* [Activity]: Return the records, each one exactly as written.

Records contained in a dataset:
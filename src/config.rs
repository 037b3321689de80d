/// UART capture configuration.
#[derive(Debug, Clone, Copy, Eq, PartialEq)]
#[cfg_attr(feature = "defmt", derive(defmt::Format))]
pub struct UartConfig {
    /// Baud rate the port is opened with before every capture.
    pub baud_rate: u32,
    /// Idle time after the last received byte that ends a capture, in milliseconds.
    pub timeout_ms: u32,
    /// Delay between polls of an idle port, in microseconds.
    pub poll_interval_us: u32,
}

impl Default for UartConfig {
    fn default() -> Self {
        Self {
            baud_rate: 9600,
            timeout_ms: 1000,
            poll_interval_us: 100,
        }
    }
}

impl UartConfig {
    pub fn with_baud_rate(mut self, baud_rate: u32) -> Self {
        self.baud_rate = baud_rate;
        self
    }

    pub fn with_timeout_ms(mut self, timeout_ms: u32) -> Self {
        self.timeout_ms = timeout_ms;
        self
    }

    /// A zero interval is raised to 1 µs so an idle port always advances the timeout clock.
    pub fn with_poll_interval_us(mut self, poll_interval_us: u32) -> Self {
        self.poll_interval_us = poll_interval_us.max(1);
        self
    }

    pub(crate) fn timeout_us(&self) -> u64 {
        self.timeout_ms as u64 * 1000
    }
}
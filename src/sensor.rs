use crate::types::{Concentrations, Measurement, MeasurementContext, Mode, ParticleChannel};

/// Common interface of the UART and I2C readers.
pub trait ParticulateSensor {
    type Error;

    /// Transport this reader talks through.
    const MODE: Mode;

    /// Reads PM1.0, PM2.5 and PM10 in the given context.
    fn read(&mut self, context: MeasurementContext) -> Result<Concentrations, Self::Error>;

    /// Reads the concentrations together with all particle counts.
    ///
    /// Over UART both come from the same frame.
    fn read_measurement(&mut self, context: MeasurementContext)
        -> Result<Measurement, Self::Error>;

    /// Reads a single particle count channel.
    fn particle_count(&mut self, channel: ParticleChannel) -> Result<u16, Self::Error>;

    fn is_connected(&mut self) -> bool;
}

* [Worked solution]:
filename src/config.rs
repository 037b3321689de80d
/// UART capture configuration.
#[derive(Debug, Clone, Copy, Eq, PartialEq)]
#[cfg_attr(feature = "defmt", derive(defmt::Format))]
pub struct UartConfig {
    /// Baud rate the port is opened with before every capture.
    pub baud_rate: u32,
    /// Idle time after the last received byte that ends a capture, in milliseconds.
    pub timeout_ms: u32,
    /// Delay between polls of an idle port, in microseconds.
    pub poll_interval_us: u32,
}

impl Default for UartConfig {
    fn default() -> Self {
        Self {
            baud_rate: 9600,
            timeout_ms: 1000,
            poll_interval_us: 100,
        }
    }
}

impl UartConfig {
    pub fn with_baud_rate(mut self, baud_rate: u32) -> Self {
        self.baud_rate = baud_rate;
        self
    }

    pub fn with_timeout_ms(mut self, timeout_ms: u32) -> Self {
        self.timeout_ms = timeout_ms;
        self
    }

    /// A zero interval is raised to 1 µs so an idle port always advances the timeout clock.
    pub fn with_poll_interval_us(mut self, poll_interval_us: u32) -> Self {
        self.poll_interval_us = poll_interval_us.max(1);
        self
    }

    pub(crate) fn timeout_us(&self) -> u64 {
        self.timeout_ms as u64 * 1000
    }
}
filename src/sensor.rs
use crate::types::{Concentrations, Measurement, MeasurementContext, Mode, ParticleChannel};

/// Common interface of the UART and I2C readers.
pub trait ParticulateSensor {
    type Error;

    /// Transport this reader talks through.
    const MODE: Mode;

    /// Reads PM1.0, PM2.5 and PM10 in the given context.
    fn read(&mut self, context: MeasurementContext) -> Result<Concentrations, Self::Error>;

    /// Reads the concentrations together with all particle counts.
    ///
    /// Over UART both come from the same frame.
    fn read_measurement(&mut self, context: MeasurementContext)
        -> Result<Measurement, Self::Error>;

    /// Reads a single particle count channel.
    fn particle_count(&mut self, channel: ParticleChannel) -> Result<u16, Self::Error>;

    fn is_connected(&mut self) -> bool;
}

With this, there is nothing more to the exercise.